* EXERCISE DESCRIPTION
A single number is the whole answer: the count of lines in these entries that hold "Receiver".

* PROVIDED DATA
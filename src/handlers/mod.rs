pub mod assignments_handler;
pub mod coverage_handler;
pub mod employees_handler;
pub mod health;
pub mod metrics;
pub mod requirements_handler;
pub mod schedules_handler;

pub use health::health_check;
pub use metrics::{metrics_handler, setup_metrics_recorder, MetricsState};
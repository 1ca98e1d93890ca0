use axum::{
    http::{header, HeaderValue, Method},
    middleware::from_fn,
    response::Html,
    routing::{delete, get, post, put},
    Json, Router,
};
use std::sync::Arc;
use tower_http::{cors::CorsLayer, trace::TraceLayer};
use utoipa::OpenApi;

use crate::{handlers, middleware, openapi::ApiDoc};

pub fn build_router(state: Arc<crate::AppState>) -> Router {
    // CORS configuration
    let cors = CorsLayer::new()
        .allow_origin(
            state
                .config
                .cors_origin
                .parse::<HeaderValue>()
                .expect("CORS_ORIGIN is not a valid header value"),
        )
        .allow_methods([Method::GET, Method::POST, Method::PUT, Method::DELETE])
        .allow_headers([header::CONTENT_TYPE, header::ACCEPT])
        .allow_credentials(true);

    // Schedule routes
    let schedule_routes = Router::new()
        .route("/", get(handlers::schedules_handler::get_schedules))
        .route("/", post(handlers::schedules_handler::create_schedule))
        .route("/{id}", put(handlers::schedules_handler::update_schedule))
        .route("/{id}", delete(handlers::schedules_handler::delete_schedule));

    // Employee routes
    let employee_routes = Router::new()
        .route("/", get(handlers::employees_handler::get_employees))
        .route("/", post(handlers::employees_handler::create_employee))
        .route("/{id}", put(handlers::employees_handler::update_employee))
        .route("/{id}", delete(handlers::employees_handler::delete_employee));

    // Assignment routes
    let assignment_routes = Router::new()
        .route("/", get(handlers::assignments_handler::get_assignments_for_month))
        .route("/", post(handlers::assignments_handler::create_assignment))
        .route("/by-date", get(handlers::assignments_handler::get_assignments_for_date))
        .route("/range", get(handlers::assignments_handler::get_assignments_for_range))
        .route("/{uuid}", put(handlers::assignments_handler::update_assignment))
        .route("/{uuid}", delete(handlers::assignments_handler::delete_assignment));

    // Staffing requirement routes
    let requirement_routes = Router::new()
        .route("/", get(handlers::requirements_handler::get_requirements))
        .route("/", post(handlers::requirements_handler::create_requirement))
        .route("/{id}", put(handlers::requirements_handler::update_requirement))
        .route("/{id}", delete(handlers::requirements_handler::deactivate_requirement));

    // Coverage routes
    let coverage_routes = Router::new()
        .route("/", get(handlers::coverage_handler::get_coverage_for_date))
        .route("/range", get(handlers::coverage_handler::get_coverage_for_range));

    Router::new()
        .route("/health", get(handlers::health_check))
        .route("/metrics", get(handlers::metrics_handler))
        .nest("/api/schedules", schedule_routes)
        .nest("/api/employees", employee_routes)
        .nest("/api/assignments", assignment_routes)
        .nest("/api/requirements", requirement_routes)
        .nest("/api/coverage", coverage_routes)
        .route("/api-docs/openapi.json", get(|| async { Json(ApiDoc::openapi()) }))
        .route("/swagger-ui", get(swagger_ui))
        .layer(from_fn(middleware::metrics_middleware))
        .layer(from_fn(middleware::request_id_middleware))
        .layer(TraceLayer::new_for_http())
        .layer(cors)
        .with_state(state)
}

async fn swagger_ui() -> Html<&'static str> {
    Html(r#"
<!DOCTYPE html>
<html lang="en">
<head>
    <meta charset="UTF-8">
    <meta name="viewport" content="width=device-width, initial-scale=1.0">
    <title>Covrota API Documentation</title>
    <link rel="stylesheet" type="text/css" href="https://unpkg.com/swagger-ui-dist@5/swagger-ui.css" />
</head>
<body>
    <div id="swagger-ui"></div>
    <script src="https://unpkg.com/swagger-ui-dist@5/swagger-ui-bundle.js"></script>
    <script src="https://unpkg.com/swagger-ui-dist@5/swagger-ui-standalone-preset.js"></script>
    <script>
        window.onload = () => {
            window.ui = SwaggerUIBundle({
                url: '/api-docs/openapi.json',
                dom_id: '#swagger-ui',
                presets: [
                    SwaggerUIBundle.presets.apis,
                    SwaggerUIStandalonePreset
                ],
                layout: "StandaloneLayout"
            });
        };
    </script>
</body>
</html>
    "#)
}
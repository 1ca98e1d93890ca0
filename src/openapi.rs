use utoipa::OpenApi;

#[derive(OpenApi)]
#[openapi(
    info(
        title = "Covrota API",
        version = "1.0.0",
        description = "Backend API for schedule, assignment, and staffing-coverage management",
        contact(
            name = "API Support",
            email = "support@covrota.dev"
        )
    ),
    servers(
        (url = "http://localhost:8080", description = "Local development server"),
    ),
    paths(
        // Health
        crate::handlers::health::health_check,

        // Schedules
        crate::handlers::schedules_handler::get_schedules,
        crate::handlers::schedules_handler::create_schedule,
        crate::handlers::schedules_handler::update_schedule,
        crate::handlers::schedules_handler::delete_schedule,

        // Employees
        crate::handlers::employees_handler::get_employees,
        crate::handlers::employees_handler::create_employee,
        crate::handlers::employees_handler::update_employee,
        crate::handlers::employees_handler::delete_employee,

        // Assignments
        crate::handlers::assignments_handler::get_assignments_for_month,
        crate::handlers::assignments_handler::get_assignments_for_date,
        crate::handlers::assignments_handler::get_assignments_for_range,
        crate::handlers::assignments_handler::create_assignment,
        crate::handlers::assignments_handler::update_assignment,
        crate::handlers::assignments_handler::delete_assignment,

        // Staffing requirements
        crate::handlers::requirements_handler::get_requirements,
        crate::handlers::requirements_handler::create_requirement,
        crate::handlers::requirements_handler::update_requirement,
        crate::handlers::requirements_handler::deactivate_requirement,

        // Coverage
        crate::handlers::coverage_handler::get_coverage_for_date,
        crate::handlers::coverage_handler::get_coverage_for_range,
    ),
    components(
        schemas(
            // Core models
            crate::models::Schedule,
            crate::models::Employee,
            crate::models::Assignment,
            crate::models::StaffingRequirement,

            // Derived coverage report
            crate::coverage::RequirementStatus,
            crate::coverage::TimeBlock,

            // Input models
            crate::models::CreateScheduleInput,
            crate::models::UpdateScheduleInput,
            crate::models::ScheduleMutationResponse,
            crate::models::CreateEmployeeInput,
            crate::models::UpdateEmployeeInput,
            crate::models::EmployeeMutationResponse,
            crate::models::CreateAssignmentInput,
            crate::models::UpdateAssignmentInput,
            crate::models::AssignmentMutationResponse,
            crate::models::CreateRequirementInput,
            crate::models::UpdateRequirementInput,
            crate::models::RequirementMutationResponse,
        )
    ),
    tags(
        (name = "health", description = "Health check"),
        (name = "schedules", description = "Schedule management"),
        (name = "employees", description = "Employee management"),
        (name = "assignments", description = "Shift assignment management"),
        (name = "requirements", description = "Time-based staffing requirements"),
        (name = "coverage", description = "Staffing-coverage evaluation"),
    )
)]
pub struct ApiDoc;
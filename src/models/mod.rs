pub mod assignment;
pub mod assignment_input;
pub mod employee;
pub mod employee_input;
pub mod requirement;
pub mod requirement_input;
pub mod schedule;
pub mod schedule_input;

pub use assignment::Assignment;
pub use assignment_input::{AssignmentMutationResponse, CreateAssignmentInput, UpdateAssignmentInput};
pub use employee::Employee;
pub use employee_input::{CreateEmployeeInput, EmployeeMutationResponse, UpdateEmployeeInput};
pub use requirement::StaffingRequirement;
pub use requirement_input::{
    parse_time_of_day, CreateRequirementInput, RequirementMutationResponse, UpdateRequirementInput,
};
pub use schedule::Schedule;
pub use schedule_input::{CreateScheduleInput, ScheduleMutationResponse, UpdateScheduleInput};
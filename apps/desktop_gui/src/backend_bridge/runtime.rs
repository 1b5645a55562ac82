//! Runtime bridge between UI command queue and backend event intake.

use std::{sync::Arc, thread};

use client_core::{AppContext, AppController, Dispatched, Renderer, Settings, SubmitOutcome};
use crossbeam_channel::{Receiver, Sender};
use storage::{KeyValueStore, MemoryStore, Storage};

use crate::backend_bridge::{commands::BackendCommand, renderer::ChannelRenderer};
use crate::controller::events::UiEvent;

pub fn launch(cmd_rx: Receiver<BackendCommand>, ui_tx: Sender<UiEvent>, settings: Settings) {
    thread::spawn(move || {
        let _ = ui_tx.try_send(UiEvent::Info("Backend worker starting...".to_string()));
        let runtime = match tokio::runtime::Builder::new_multi_thread()
            .enable_all()
            .build()
        {
            Ok(runtime) => runtime,
            Err(err) => {
                let _ = ui_tx.try_send(UiEvent::Error(format!(
                    "backend worker startup failure: failed to build runtime: {err}"
                )));
                tracing::error!("failed to build backend runtime: {err}");
                return;
            }
        };

        runtime.block_on(async move {
            let store = open_store(&settings.database_url, &ui_tx).await;
            let renderer: Arc<dyn Renderer> = Arc::new(ChannelRenderer::new(ui_tx.clone()));
            let ctx = match AppContext::from_settings(&settings, renderer, store) {
                Ok(ctx) => ctx,
                Err(err) => {
                    let _ = ui_tx.try_send(UiEvent::Error(format!(
                        "backend worker startup failure: {err:#}"
                    )));
                    tracing::error!("failed to prepare panel controller: {err:#}");
                    return;
                }
            };

            let mut controller = AppController::start(ctx).await;
            let _ = ui_tx.try_send(UiEvent::Info("Backend worker ready".to_string()));

            while let Ok(cmd) = cmd_rx.recv() {
                let name = cmd.name();
                match controller.dispatch(cmd.into_action()).await {
                    Dispatched::Fetching(_task) => {
                        tracing::debug!(command = name, "users fetch in flight")
                    }
                    Dispatched::Submitted(SubmitOutcome::Accepted(submission)) => {
                        let _ = ui_tx.try_send(UiEvent::Info(format!(
                            "Form accepted ({} fields)",
                            submission.len()
                        )));
                    }
                    Dispatched::Unbound(control) => {
                        tracing::debug!(command = name, control = control.label(), "no handler")
                    }
                    Dispatched::Submitted(SubmitOutcome::Rejected { .. }) | Dispatched::Handled => {}
                }
            }
            tracing::info!("ui closed; backend worker stopping");
        });
    });
}

/// Falls back to a process-local store when the database cannot be opened;
/// the panel keeps working without persistence.
async fn open_store(database_url: &str, ui_tx: &Sender<UiEvent>) -> Arc<dyn KeyValueStore> {
    match Storage::new(database_url).await {
        Ok(storage) => {
            tracing::info!(database_url, "opened panel storage");
            Arc::new(storage)
        }
        Err(err) => {
            tracing::warn!("storage unavailable, settings will not persist: {err:#}");
            let _ = ui_tx.try_send(UiEvent::Info(
                "Storage unavailable; theme changes will not persist".to_string(),
            ));
            Arc::new(MemoryStore::new())
        }
    }
}
use std::sync::Arc;

use crate::surface::{Control, Renderer};

/// In-memory click counter. The value is private to the instance and every
/// change is pushed to the counter display straight away.
pub struct Counter {
    count: i64,
    renderer: Arc<dyn Renderer>,
}

impl Counter {
    pub fn new(renderer: Arc<dyn Renderer>) -> Self {
        Self { count: 0, renderer }
    }

    pub fn increment(&mut self) {
        self.count = self.count.saturating_add(1);
        self.update_display();
    }

    pub fn decrement(&mut self) {
        self.count = self.count.saturating_sub(1);
        self.update_display();
    }

    pub fn update_display(&self) {
        if self.renderer.has_control(Control::CounterDisplay) {
            self.renderer.show_count(self.count);
        }
    }
}

#[cfg(test)]
#[path = "tests/counter_tests.rs"]
mod tests;
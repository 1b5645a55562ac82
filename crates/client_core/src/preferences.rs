use std::sync::Arc;

use chrono::Utc;
use shared::domain::{ThemeMode, UserPreferences};
use storage::KeyValueStore;
use tracing::warn;

pub const PREFERENCES_KEY: &str = "userData";

/// JSON preferences blob. Absent and unreadable blobs both load as `None`.
#[derive(Clone)]
pub struct PreferencesStore {
    store: Arc<dyn KeyValueStore>,
}

impl PreferencesStore {
    pub fn new(store: Arc<dyn KeyValueStore>) -> Self {
        Self { store }
    }

    pub async fn load(&self) -> Option<UserPreferences> {
        let raw = match self.store.get(PREFERENCES_KEY).await {
            Ok(Some(raw)) => raw,
            Ok(None) => return None,
            Err(err) => {
                warn!(error = %err, "failed to read preferences");
                return None;
            }
        };
        match serde_json::from_str(&raw) {
            Ok(prefs) => Some(prefs),
            Err(err) => {
                warn!(error = %err, "ignoring malformed preferences blob");
                None
            }
        }
    }

    pub async fn save(&self, prefs: &UserPreferences) {
        let raw = match serde_json::to_string(prefs) {
            Ok(raw) => raw,
            Err(err) => {
                warn!(error = %err, "failed to serialize preferences");
                return;
            }
        };
        if let Err(err) = self.store.set(PREFERENCES_KEY, &raw).await {
            warn!(error = %err, "failed to persist preferences");
        }
    }

    pub async fn record_visit(&self, name: &str, theme: ThemeMode) -> UserPreferences {
        let prefs = UserPreferences {
            name: name.to_string(),
            theme,
            last_visit: Utc::now(),
        };
        self.save(&prefs).await;
        prefs
    }

    /// Rewrites the theme, keeping the stored visit time when there is one.
    pub async fn update_theme(&self, name: &str, theme: ThemeMode) -> UserPreferences {
        let last_visit = self
            .load()
            .await
            .map(|prefs| prefs.last_visit)
            .unwrap_or_else(Utc::now);
        let prefs = UserPreferences {
            name: name.to_string(),
            theme,
            last_visit,
        };
        self.save(&prefs).await;
        prefs
    }
}

#[cfg(test)]
#[path = "tests/preferences_tests.rs"]
mod tests;
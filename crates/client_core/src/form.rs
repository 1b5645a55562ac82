use std::sync::Arc;

use shared::domain::FormSubmission;
use tracing::{info, warn};

use crate::surface::Renderer;

/// One submit of the demo form, as raw `(name, value)` pairs in form order.
#[derive(Debug, Clone, PartialEq, Eq)]
pub struct FormSubmitEvent {
    fields: Vec<(String, String)>,
    default_prevented: bool,
}

impl FormSubmitEvent {
    pub fn new<I, K, V>(fields: I) -> Self
    where
        I: IntoIterator<Item = (K, V)>,
        K: Into<String>,
        V: Into<String>,
    {
        Self {
            fields: fields
                .into_iter()
                .map(|(name, value)| (name.into(), value.into()))
                .collect(),
            default_prevented: false,
        }
    }

    pub fn fields(&self) -> &[(String, String)] {
        &self.fields
    }

    pub fn prevent_default(&mut self) {
        self.default_prevented = true;
    }

    pub fn default_prevented(&self) -> bool {
        self.default_prevented
    }
}

#[derive(Debug, Clone, PartialEq, Eq)]
pub enum SubmitOutcome {
    Accepted(FormSubmission),
    Rejected { reason: String },
}

impl SubmitOutcome {
    pub fn is_accepted(&self) -> bool {
        matches!(self, SubmitOutcome::Accepted(_))
    }

    pub fn reason(&self) -> Option<&str> {
        match self {
            SubmitOutcome::Accepted(_) => None,
            SubmitOutcome::Rejected { reason } => Some(reason),
        }
    }
}

#[derive(Clone)]
pub struct FormValidator {
    renderer: Arc<dyn Renderer>,
}

impl FormValidator {
    pub fn new(renderer: Arc<dyn Renderer>) -> Self {
        Self { renderer }
    }

    pub fn handle_submit(&self, event: &mut FormSubmitEvent) -> SubmitOutcome {
        event.prevent_default();

        let submission = FormSubmission::from_fields(event.fields().iter().cloned());
        if let Err(err) = submission.validate() {
            let reason = err.to_string();
            warn!(fields = submission.len(), "rejected form submission: {reason}");
            self.renderer.show_invalid_submission(&reason);
            return SubmitOutcome::Rejected { reason };
        }

        info!(data = ?submission.fields(), "form submitted");
        self.renderer.reset_form();
        SubmitOutcome::Accepted(submission)
    }
}

#[cfg(test)]
#[path = "tests/form_tests.rs"]
mod tests;
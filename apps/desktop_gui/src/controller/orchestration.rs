//! Command orchestration helpers from UI actions to backend command queue.

use crossbeam_channel::{Sender, TrySendError};

use crate::backend_bridge::commands::BackendCommand;

pub fn dispatch_backend_command(
    cmd_tx: &Sender<BackendCommand>,
    cmd: BackendCommand,
    status: &mut String,
) {
    let cmd_name = cmd.name();

    match cmd_tx.try_send(cmd) {
        Ok(()) => tracing::debug!(command = cmd_name, "queued ui->backend command"),
        Err(TrySendError::Full(_)) => {
            *status = "UI command queue is full; please retry".to_string();
        }
        Err(TrySendError::Disconnected(_)) => {
            *status = "Backend worker disconnected (possible startup failure); restart the panel"
                .to_string();
        }
    }
}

* WORKED SOLUTION
2